───── Extracted information

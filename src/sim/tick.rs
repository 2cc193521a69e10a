//! Fixed-order simulation tick
//!
//! One call advances the run by one tick. Systems run in a fixed order:
//! buffs, player, spawner, enemy motion, projectile motion, hazards, combat,
//! leveling, bosses, economy. Motion precedes collision, and collision
//! precedes currency counting.

use glam::Vec2;

use super::boss::direct_bosses;
use super::character::Trait;
use super::collision::clamp_to_bounds;
use super::combat::resolve;
use super::entity::{AnimState, Faction};
use super::hazard::{Hazard, step_hazards};
use super::leveling::step_leveling;
use super::progression::StatKey;
use super::projectile::{Weapon, fire_player_weapon, step_projectiles};
use super::spawner::{maybe_spawn, maybe_spawn_coin, step_enemy_motion};
use super::state::{GamePhase, SimulationContext};
use crate::aim_or_default;
use crate::consts::SHIELD_REGEN_PER_TICK;

const TRAIL_RADIUS: f32 = 16.0;
const TRAIL_TICKS: u32 = 90;
const TRAIL_DAMAGE: f32 = 0.4;
const TRAIL_BASE_INTERVAL: f32 = 18.0;
const TRAIL_MIN_INTERVAL: u32 = 6;

/// Input sampled once per tick
#[derive(Debug, Clone, Default)]
pub struct TickInput {
    /// Movement intent; longer than one is normalized
    pub movement: Vec2,
    /// Aim direction; zero falls back to the default aim
    pub aim: Vec2,
    /// Pause toggle
    pub pause: bool,
    /// Switch weapon
    pub weapon: Option<Weapon>,
}

/// Advance the run by one tick
pub fn tick(state: &mut SimulationContext, input: &TickInput) {
    if input.pause {
        match state.phase {
            GamePhase::Playing => {
                state.set_paused(true);
                return;
            }
            GamePhase::Paused => state.set_paused(false),
            _ => {}
        }
    }

    if !state.phase.is_running() {
        return;
    }

    if let Some(weapon) = input.weapon {
        state.select_weapon(weapon);
    }

    state.buffs.tick(&mut state.progression.stats);
    step_player(state, input);

    maybe_spawn(state);
    maybe_spawn_coin(state);
    step_enemy_motion(state);

    step_projectiles(&mut state.projectiles, &state.bounds);
    step_hazards(state);
    resolve(state);
    if state.phase == GamePhase::GameOver {
        return;
    }

    step_leveling(state);
    direct_bosses(state);

    let repay = state.balance.auto_repay_per_tick;
    state.ledger.repay(repay);

    state.time_ticks += 1;
    state.normalize_order();
}

/// Move, regenerate, count down timers and fire
fn step_player(state: &mut SimulationContext, input: &TickInput) {
    let speed = state.player.character.base_speed() * state.progression.stats.get(StatKey::Speed);
    let intent = if input.movement.length_squared() > 1.0 {
        input.movement.normalize_or_zero()
    } else {
        input.movement
    };
    let moving = intent != Vec2::ZERO && intent.is_finite();

    let player = &mut state.player;
    if moving {
        let body = &mut player.body;
        let target = body.pos + intent * speed;
        let clamped = clamp_to_bounds(target, &state.bounds, body.size);
        body.vel = clamped - body.pos;
        body.pos = clamped;
    } else {
        player.body.vel = Vec2::ZERO;
    }

    if player.shield < player.shield_max {
        if player.shield_regen_cooldown > 0 {
            player.shield_regen_cooldown -= 1;
        } else {
            player.shield = (player.shield + SHIELD_REGEN_PER_TICK).min(player.shield_max);
        }
    }

    player.invuln_ticks = player.invuln_ticks.saturating_sub(1);
    player.body.anim = if player.invuln_ticks > 0 {
        AnimState::Hurt
    } else if moving {
        AnimState::Walk
    } else {
        AnimState::Idle
    };

    player.aim = aim_or_default(input.aim);
    let fire_rate = state.progression.stats.get(StatKey::FireRate);
    if player.fire_cooldown > 0 {
        player.fire_cooldown -= 1;
    }
    if player.fire_cooldown == 0 {
        player.fire_cooldown = player.weapon.cooldown_ticks(fire_rate);
        let (origin, aim) = (player.body.pos, player.aim);
        fire_player_weapon(state, origin, aim);
    }

    if state.player.character.trait_kind() == Trait::FireTrail {
        step_fire_trail(state, moving, fire_rate);
    }
}

/// Arsonist trait: drop a burning patch every few ticks while moving
fn step_fire_trail(state: &mut SimulationContext, moving: bool, fire_rate: f32) {
    let player = &mut state.player;
    player.trail_timer = player.trail_timer.saturating_sub(1);
    if !moving || player.trail_timer > 0 {
        return;
    }
    let rate = if fire_rate > 0.0 { fire_rate } else { 1.0 };
    player.trail_timer = ((TRAIL_BASE_INTERVAL / rate).floor() as u32).max(TRAIL_MIN_INTERVAL);
    let pos = player.body.pos;

    let id = state.next_entity_id();
    state.hazards.push(Hazard::damage_zone(
        id,
        pos,
        TRAIL_RADIUS,
        TRAIL_TICKS,
        TRAIL_DAMAGE,
        Faction::Player,
    ));
}
//! Entity records
//!
//! Every combatant (player, enemies, bosses) shares one `Entity` record.
//! Bosses additionally carry a `CombatBehavior` capability that owns their
//! ability state machine and hit interception.

use glam::Vec2;
use serde::{Deserialize, Serialize};

use super::boss::{BossKind, CombatBehavior};
use crate::consts::{ELLIPSE_HEIGHT_FRACTION, ELLIPSE_WIDTH_FRACTION};

/// Who a projectile or hazard belongs to
#[derive(Debug, Clone, Copy, PartialEq, Eq, Hash, Serialize, Deserialize)]
pub enum Faction {
    Player,
    Enemy,
}

impl Faction {
    /// The faction this one harms
    pub fn opposing(self) -> Self {
        match self {
            Faction::Player => Faction::Enemy,
            Faction::Enemy => Faction::Player,
        }
    }
}

/// Cosmetic animation tag (never read by combat)
#[derive(Debug, Clone, Copy, PartialEq, Eq, Default, Serialize, Deserialize)]
pub enum AnimState {
    #[default]
    Idle,
    Walk,
    Attack,
    Hurt,
    Death,
}

/// Regular enemy archetypes
#[derive(Debug, Clone, Copy, PartialEq, Eq, Hash, Serialize, Deserialize)]
pub enum EnemyKind {
    DebtSkeleton,
    LoanerImp,
    BailiffOgre,
}

/// Strength tier of a regular enemy
#[derive(Debug, Clone, Copy, PartialEq, Eq, Serialize, Deserialize)]
pub enum EnemyTier {
    Basic,
    Elite,
}

impl EnemyKind {
    pub fn tier(&self) -> EnemyTier {
        match self {
            Self::DebtSkeleton | Self::LoanerImp => EnemyTier::Basic,
            Self::BailiffOgre => EnemyTier::Elite,
        }
    }

    pub fn max_hp(&self) -> f32 {
        match self {
            Self::DebtSkeleton => 10.0,
            Self::LoanerImp => 20.0,
            Self::BailiffOgre => 150.0,
        }
    }

    pub fn speed(&self) -> f32 {
        match self {
            Self::DebtSkeleton => 1.0,
            Self::LoanerImp => 2.0,
            Self::BailiffOgre => 0.75,
        }
    }

    /// Hit size (half of the 32px sprite frame)
    pub fn size(&self) -> f32 {
        16.0
    }

    pub fn contact_damage(&self) -> f32 {
        match self {
            Self::DebtSkeleton | Self::LoanerImp => 5.0,
            Self::BailiffOgre => 10.0,
        }
    }

    pub fn name(&self) -> &'static str {
        match self {
            Self::DebtSkeleton => "Debt Skeleton",
            Self::LoanerImp => "Loaner Imp",
            Self::BailiffOgre => "Bailiff Ogre",
        }
    }
}

/// What an entity is
#[derive(Debug, Clone, Copy, PartialEq, Eq, Serialize, Deserialize)]
pub enum EntityKind {
    Player,
    Enemy(EnemyKind),
    Boss(BossKind),
}

/// Coarse variant used by presentation and tests
#[derive(Debug, Clone, Copy, PartialEq, Eq, Serialize, Deserialize)]
pub enum EntityVariant {
    Player,
    BasicEnemy,
    EliteEnemy,
    Boss,
}

impl EntityKind {
    pub fn variant(&self) -> EntityVariant {
        match self {
            EntityKind::Player => EntityVariant::Player,
            EntityKind::Enemy(kind) => match kind.tier() {
                EnemyTier::Basic => EntityVariant::BasicEnemy,
                EnemyTier::Elite => EntityVariant::EliteEnemy,
            },
            EntityKind::Boss(_) => EntityVariant::Boss,
        }
    }
}

/// Per-archetype movement timers for regular enemies
#[derive(Debug, Clone, Copy, Default, Serialize, Deserialize)]
pub struct MotionState {
    /// Imp wobble phase (radians)
    pub wobble_angle: f32,
    /// Ogre charge cooldown (ticks)
    pub charge_cooldown: u32,
}

/// A live combatant
#[derive(Debug, Clone)]
pub struct Entity {
    pub id: u32,
    pub kind: EntityKind,
    pub pos: Vec2,
    /// Movement intent applied this tick (informational)
    pub vel: Vec2,
    /// Hit size; the hit ellipse is derived from it
    pub size: f32,
    pub hp: f32,
    pub max_hp: f32,
    pub faction: Faction,
    pub anim: AnimState,
    pub speed: f32,
    pub contact_damage: f32,
    pub motion: MotionState,
    /// Boss capability: ability state machine and hit interception
    pub behavior: Option<CombatBehavior>,
}

impl Entity {
    /// A regular enemy at `pos`
    pub fn enemy(id: u32, kind: EnemyKind, pos: Vec2, wobble_angle: f32) -> Self {
        Self {
            id,
            kind: EntityKind::Enemy(kind),
            pos,
            vel: Vec2::ZERO,
            size: kind.size(),
            hp: kind.max_hp(),
            max_hp: kind.max_hp(),
            faction: Faction::Enemy,
            anim: AnimState::Walk,
            speed: kind.speed(),
            contact_damage: kind.contact_damage(),
            motion: MotionState {
                wobble_angle,
                charge_cooldown: 0,
            },
            behavior: None,
        }
    }

    /// A scripted boss with its ability state machine attached
    pub fn boss(id: u32, kind: BossKind, pos: Vec2) -> Self {
        Self {
            id,
            kind: EntityKind::Boss(kind),
            pos,
            vel: Vec2::ZERO,
            size: kind.size(),
            hp: kind.max_hp(),
            max_hp: kind.max_hp(),
            faction: Faction::Enemy,
            anim: AnimState::Walk,
            speed: kind.speed(),
            contact_damage: 0.0,
            motion: MotionState::default(),
            behavior: Some(CombatBehavior::new(kind)),
        }
    }

    /// The player's body
    pub fn player(id: u32, pos: Vec2, size: f32, max_hp: f32) -> Self {
        Self {
            id,
            kind: EntityKind::Player,
            pos,
            vel: Vec2::ZERO,
            size,
            hp: max_hp,
            max_hp,
            faction: Faction::Player,
            anim: AnimState::Idle,
            speed: 0.0,
            contact_damage: 0.0,
            motion: MotionState::default(),
            behavior: None,
        }
    }

    /// Semi-axes of the hit ellipse (biased taller than wide)
    #[inline]
    pub fn hit_ellipse(&self) -> Vec2 {
        Vec2::new(
            self.size * ELLIPSE_WIDTH_FRACTION,
            self.size * ELLIPSE_HEIGHT_FRACTION,
        )
    }

    #[inline]
    pub fn is_alive(&self) -> bool {
        self.hp > 0.0
    }

    #[inline]
    pub fn is_boss(&self) -> bool {
        matches!(self.kind, EntityKind::Boss(_))
    }

    /// Subtract health directly (no interception)
    pub fn apply_damage(&mut self, amount: f32) {
        if amount > 0.0 {
            self.hp -= amount;
        }
    }

    /// Restore health, never above max
    pub fn heal(&mut self, amount: f32) {
        if amount > 0.0 {
            self.hp = (self.hp + amount).min(self.max_hp);
        }
    }

    /// Step toward `target` by `step`, stopping on it
    pub fn step_toward(&mut self, target: Vec2, step: f32) {
        let to = target - self.pos;
        let dist = to.length();
        if dist > 1e-4 {
            let moved = to / dist * step.min(dist);
            self.pos += moved;
            self.vel = moved;
        } else {
            self.vel = Vec2::ZERO;
        }
    }
}

#[cfg(test)]
mod tests {
    use super::*;

    #[test]
    fn test_variants() {
        assert_eq!(EntityKind::Player.variant(), EntityVariant::Player);
        assert_eq!(
            EntityKind::Enemy(EnemyKind::DebtSkeleton).variant(),
            EntityVariant::BasicEnemy
        );
        assert_eq!(
            EntityKind::Enemy(EnemyKind::BailiffOgre).variant(),
            EntityVariant::EliteEnemy
        );
        assert_eq!(
            EntityKind::Boss(BossKind::InterestDragon).variant(),
            EntityVariant::Boss
        );
    }

    #[test]
    fn test_heal_clamps_to_max() {
        let mut e = Entity::enemy(1, EnemyKind::LoanerImp, Vec2::ZERO, 0.0);
        e.apply_damage(5.0);
        e.heal(100.0);
        assert_eq!(e.hp, e.max_hp);
    }

    #[test]
    fn test_hit_ellipse_is_taller_than_wide() {
        let e = Entity::enemy(1, EnemyKind::DebtSkeleton, Vec2::ZERO, 0.0);
        let axes = e.hit_ellipse();
        assert!(axes.y > axes.x);
    }

    #[test]
    fn test_step_toward_does_not_overshoot() {
        let mut e = Entity::enemy(1, EnemyKind::DebtSkeleton, Vec2::ZERO, 0.0);
        e.step_toward(Vec2::new(0.5, 0.0), 2.0);
        assert!((e.pos.x - 0.5).abs() < 1e-5);
    }
}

──────────

• Your instructions:
Reproduce exactly the lines that run from the start of the records to the line with "player, spawner, enemy", both included.

• Output for this task:
filename src/sim/tick.rs
repository 2cc193521a69e10a
//! Fixed-order simulation tick
//!
//! One call advances the run by one tick. Systems run in a fixed order:
//! buffs, player, spawner, enemy motion, projectile motion, hazards, combat,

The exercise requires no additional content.